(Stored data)
====

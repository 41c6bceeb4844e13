//! Viewer application implementing winit ApplicationHandler
//!
//! One-time initialization acquires the window and GPU context, uploads
//! the per-kind meshes, and runs the startup fetches (init, environment,
//! first agents snapshot). After that the loop is steady state: drain
//! completed polls, reconcile, advance interpolation, draw, and count the
//! poll scheduler down. A failed poll never stops the loop.

use crate::config::ViewerConfig;
use crate::scheduler::PollScheduler;
use anyhow::Context as _;
use crossway_mesh::parse_mesh;
use crossway_net::{Poller, SimClient};
use crossway_render::{create_box_mesh, Camera, RenderContext, SceneRenderer};
use crossway_scene::{
    advance_motion, CurrentStats, EntityKind, InitRequest, Reconciler, ScenePool,
};
use std::sync::Arc;
use winit::application::ApplicationHandler;
use winit::dpi::PhysicalSize;
use winit::event::{ElementState, MouseButton, MouseScrollDelta, WindowEvent};
use winit::event_loop::{ActiveEventLoop, ControlFlow, EventLoop};
use winit::keyboard::{KeyCode, PhysicalKey};
use winit::window::{Window, WindowId};

const WINDOW_TITLE: &str = "Crossway";
const CAR_MESH: &str = include_str!("../assets/car.obj");
const WHEEL_MESH: &str = include_str!("../assets/wheel.obj");

const WHITE: [f32; 4] = [1.0, 1.0, 1.0, 1.0];
const WHEEL_GRAY: [f32; 4] = [0.4, 0.4, 0.4, 1.0];

/// Run the viewer until the window closes
pub fn run(config: ViewerConfig) -> anyhow::Result<()> {
    let event_loop = EventLoop::new().context("failed to create event loop")?;
    event_loop.set_control_flow(ControlFlow::Poll);

    let mut app = ViewerApp::new(config);
    event_loop.run_app(&mut app).context("event loop failed")?;

    // Drawing-context failures are fatal at startup and surface here
    match app.startup_error {
        Some(error) => Err(error),
        None => Ok(()),
    }
}

pub struct ViewerApp {
    config: ViewerConfig,

    // Scene state
    pool: ScenePool,
    reconciler: Reconciler,

    // Network
    client: SimClient,
    poller: Poller,
    scheduler: PollScheduler,
    latest_stats: Option<CurrentStats>,

    // Rendering
    window: Option<Arc<Window>>,
    render_context: Option<RenderContext>,
    scene_renderer: Option<SceneRenderer>,
    camera: Camera,

    // Input state
    left_mouse_pressed: bool,
    right_mouse_pressed: bool,
    last_mouse_pos: Option<(f64, f64)>,

    startup_error: Option<anyhow::Error>,
}

impl ViewerApp {
    pub fn new(config: ViewerConfig) -> Self {
        let client = SimClient::new(config.server_url.clone());
        let poller = Poller::new(client.clone());
        let scheduler = PollScheduler::new(config.poll_frames);
        let reconciler = Reconciler::new(config.seed, config.cycle_frames);

        Self {
            config,
            pool: ScenePool::new(),
            reconciler,
            client,
            poller,
            scheduler,
            latest_stats: None,
            window: None,
            render_context: None,
            scene_renderer: None,
            camera: Camera::new(),
            left_mouse_pressed: false,
            right_mouse_pressed: false,
            last_mouse_pos: None,
            startup_error: None,
        }
    }

    fn initialize(&mut self, event_loop: &ActiveEventLoop) {
        let window_attrs = Window::default_attributes()
            .with_title(WINDOW_TITLE)
            .with_inner_size(PhysicalSize::new(1280, 720));

        let window = match event_loop.create_window(window_attrs) {
            Ok(window) => Arc::new(window),
            Err(e) => {
                self.startup_error = Some(anyhow::anyhow!("failed to create window: {e}"));
                event_loop.exit();
                return;
            }
        };

        if self.config.fullscreen {
            window.set_fullscreen(Some(winit::window::Fullscreen::Borderless(None)));
        }

        let render_context = match pollster::block_on(RenderContext::new(window.clone())) {
            Ok(context) => context,
            Err(e) => {
                self.startup_error =
                    Some(anyhow::Error::new(e).context("failed to acquire drawing context"));
                event_loop.exit();
                return;
            }
        };

        self.camera.aspect = render_context.aspect_ratio();

        let mut renderer = SceneRenderer::new(&render_context);
        load_meshes(&mut renderer, &render_context.device);

        self.window = Some(window);
        self.render_context = Some(render_context);
        self.scene_renderer = Some(renderer);

        self.startup_fetch();
    }

    /// Startup network sequence: initialize the model, load the static
    /// environment, and apply a first agent snapshot. Failures here are
    /// logged and the viewer starts with whatever it got - the server may
    /// come up later and the regular polls will pick it up.
    fn startup_fetch(&mut self) {
        let request = InitRequest {
            map_file: self.config.map_file.clone(),
            map_dict: self.config.map_dict.clone(),
        };
        match self.client.init(&request) {
            Ok(response) => {
                if let Some(message) = &response.message {
                    println!("Server: {message}");
                }
                self.camera.center_on_grid(response.width, response.height);
            }
            Err(e) => eprintln!("Model init failed: {e}"),
        }

        match self.client.environment() {
            Ok(environment) => {
                self.reconciler.apply_environment(&mut self.pool, &environment);
                println!(
                    "Environment loaded: {} roads, {} buildings, {} destinations",
                    self.pool.roads.len(),
                    self.pool.buildings.len(),
                    self.pool.destinations.len()
                );
            }
            Err(e) => eprintln!("Environment fetch failed: {e}"),
        }

        match self.client.agents() {
            Ok(snapshot) => {
                let seq = self.poller.claim_seq();
                self.reconciler.apply_agents(&mut self.pool, seq, &snapshot);
            }
            Err(e) => eprintln!("Initial agent fetch failed: {e}"),
        }
    }

    /// Per-frame update: drain finished polls, advance interpolation, and
    /// dispatch the next poll when due.
    fn tick(&mut self) {
        let mut stats_changed = false;
        while let Some(result) = self.poller.try_recv() {
            match result.snapshot {
                Ok(snapshot) => {
                    self.reconciler
                        .apply_agents(&mut self.pool, result.seq, &snapshot);
                }
                Err(e) => {
                    // Keep the previous pool state and keep rendering
                    eprintln!("Poll failed: {e}");
                }
            }
            if let Some(stats) = result.stats {
                self.latest_stats = Some(stats);
                stats_changed = true;
            }
        }
        if stats_changed {
            self.update_title();
        }

        advance_motion(&mut self.pool);

        self.scheduler.tick();
        if self.scheduler.is_due() && self.poller.in_flight() == 0 {
            self.poller.dispatch();
            self.scheduler.rearm();
        }
    }

    /// Surface the latest stats as plain status text in the title bar
    fn update_title(&self) {
        let (Some(window), Some(stats)) = (&self.window, &self.latest_stats) else {
            return;
        };
        window.set_title(&format!(
            "{} - step {} | {} active | {} arrived | density {:.2}",
            WINDOW_TITLE,
            stats.current_step,
            stats.active_cars,
            stats.cars_finished,
            stats.traffic_density
        ));
    }

    fn render(&mut self) {
        let Some(context) = &self.render_context else {
            return;
        };
        let Some(renderer) = &mut self.scene_renderer else {
            return;
        };

        let output = match context.surface.get_current_texture() {
            Ok(output) => output,
            Err(wgpu::SurfaceError::Lost | wgpu::SurfaceError::Outdated) => {
                return;
            }
            Err(e) => {
                eprintln!("Surface error: {e:?}");
                return;
            }
        };

        let view = output
            .texture
            .create_view(&wgpu::TextureViewDescriptor::default());

        renderer.render(context, &self.camera, &self.pool, &view);
        output.present();
    }

    fn handle_key(&mut self, key_code: KeyCode, event_loop: &ActiveEventLoop) {
        let light_step = 1.0;
        let light = self
            .scene_renderer
            .as_mut()
            .map(|r| r.light_settings_mut());

        match key_code {
            KeyCode::Escape => event_loop.exit(),
            KeyCode::F11 => {
                if let Some(window) = &self.window {
                    if window.fullscreen().is_some() {
                        window.set_fullscreen(None);
                    } else {
                        window.set_fullscreen(Some(winit::window::Fullscreen::Borderless(None)));
                    }
                }
            }
            // Move the point light around the scene
            KeyCode::ArrowLeft => {
                if let Some(light) = light {
                    light.point_position.x -= light_step;
                }
            }
            KeyCode::ArrowRight => {
                if let Some(light) = light {
                    light.point_position.x += light_step;
                }
            }
            KeyCode::ArrowUp => {
                if let Some(light) = light {
                    light.point_position.z -= light_step;
                }
            }
            KeyCode::ArrowDown => {
                if let Some(light) = light {
                    light.point_position.z += light_step;
                }
            }
            KeyCode::PageUp => {
                if let Some(light) = light {
                    light.point_position.y += light_step;
                }
            }
            KeyCode::PageDown => {
                if let Some(light) = light {
                    light.point_position.y -= light_step;
                }
            }
            _ => {}
        }
    }
}

impl ApplicationHandler for ViewerApp {
    fn resumed(&mut self, event_loop: &ActiveEventLoop) {
        if self.window.is_none() {
            self.initialize(event_loop);
        }
    }

    fn window_event(
        &mut self,
        event_loop: &ActiveEventLoop,
        _window_id: WindowId,
        event: WindowEvent,
    ) {
        match event {
            WindowEvent::CloseRequested => {
                event_loop.exit();
            }

            WindowEvent::Resized(new_size) => {
                if let Some(context) = &mut self.render_context {
                    context.resize(new_size);
                    self.camera.aspect = context.aspect_ratio();
                }
            }

            WindowEvent::KeyboardInput { event, .. } => {
                if event.state == ElementState::Pressed {
                    if let PhysicalKey::Code(key_code) = event.physical_key {
                        self.handle_key(key_code, event_loop);
                    }
                }
            }

            WindowEvent::MouseInput { state, button, .. } => {
                let pressed = state == ElementState::Pressed;
                match button {
                    MouseButton::Left => self.left_mouse_pressed = pressed,
                    MouseButton::Right => self.right_mouse_pressed = pressed,
                    _ => {}
                }
            }

            WindowEvent::CursorMoved { position, .. } => {
                let pos = (position.x, position.y);
                if let Some(last) = self.last_mouse_pos {
                    let dx = (pos.0 - last.0) as f32;
                    let dy = (pos.1 - last.1) as f32;
                    if self.left_mouse_pressed {
                        self.camera.orbit_horizontal(-dx * 0.01);
                        self.camera.orbit_vertical(dy * 0.01);
                    } else if self.right_mouse_pressed {
                        self.camera.pan(-dx * 0.05, dy * 0.05);
                    }
                }
                self.last_mouse_pos = Some(pos);
            }

            WindowEvent::MouseWheel { delta, .. } => {
                let amount = match delta {
                    MouseScrollDelta::LineDelta(_, y) => y * 2.0,
                    MouseScrollDelta::PixelDelta(pos) => pos.y as f32 * 0.02,
                };
                self.camera.zoom(amount);
            }

            WindowEvent::RedrawRequested => {
                self.tick();
                self.render();
            }

            _ => {}
        }
    }

    fn about_to_wait(&mut self, _event_loop: &ActiveEventLoop) {
        if let Some(window) = &self.window {
            window.request_redraw();
        }
    }
}

/// Assemble the per-kind meshes: authored models for vehicles and wheels,
/// boxes for everything else.
fn load_meshes(renderer: &mut SceneRenderer, device: &wgpu::Device) {
    match parse_mesh(CAR_MESH, WHITE) {
        Ok(mesh) => {
            println!("Loaded car mesh ({} vertices)", mesh.vertex_count());
            renderer.load_kind_mesh(device, EntityKind::Vehicle, &mesh);
        }
        Err(e) => eprintln!("Failed to load car mesh: {e}"),
    }
    match parse_mesh(WHEEL_MESH, WHEEL_GRAY) {
        Ok(mesh) => {
            println!("Loaded wheel mesh ({} vertices)", mesh.vertex_count());
            renderer.load_kind_mesh(device, EntityKind::Wheel, &mesh);
        }
        Err(e) => eprintln!("Failed to load wheel mesh: {e}"),
    }

    renderer.load_kind_mesh(device, EntityKind::Road, &create_box_mesh(1.0, 1.0, 1.0, WHITE));
    renderer.load_kind_mesh(
        device,
        EntityKind::Building,
        &create_box_mesh(1.0, 1.0, 1.0, WHITE),
    );
    renderer.load_kind_mesh(
        device,
        EntityKind::Destination,
        &create_box_mesh(1.0, 1.0, 1.0, WHITE),
    );
    renderer.load_kind_mesh(
        device,
        EntityKind::TrafficLight,
        &create_box_mesh(0.25, 1.2, 0.25, WHITE),
    );
}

====

The lines to copy are those above that contain the string "tick".

    fn tick(&mut self) {
        self.scheduler.tick();
                self.tick();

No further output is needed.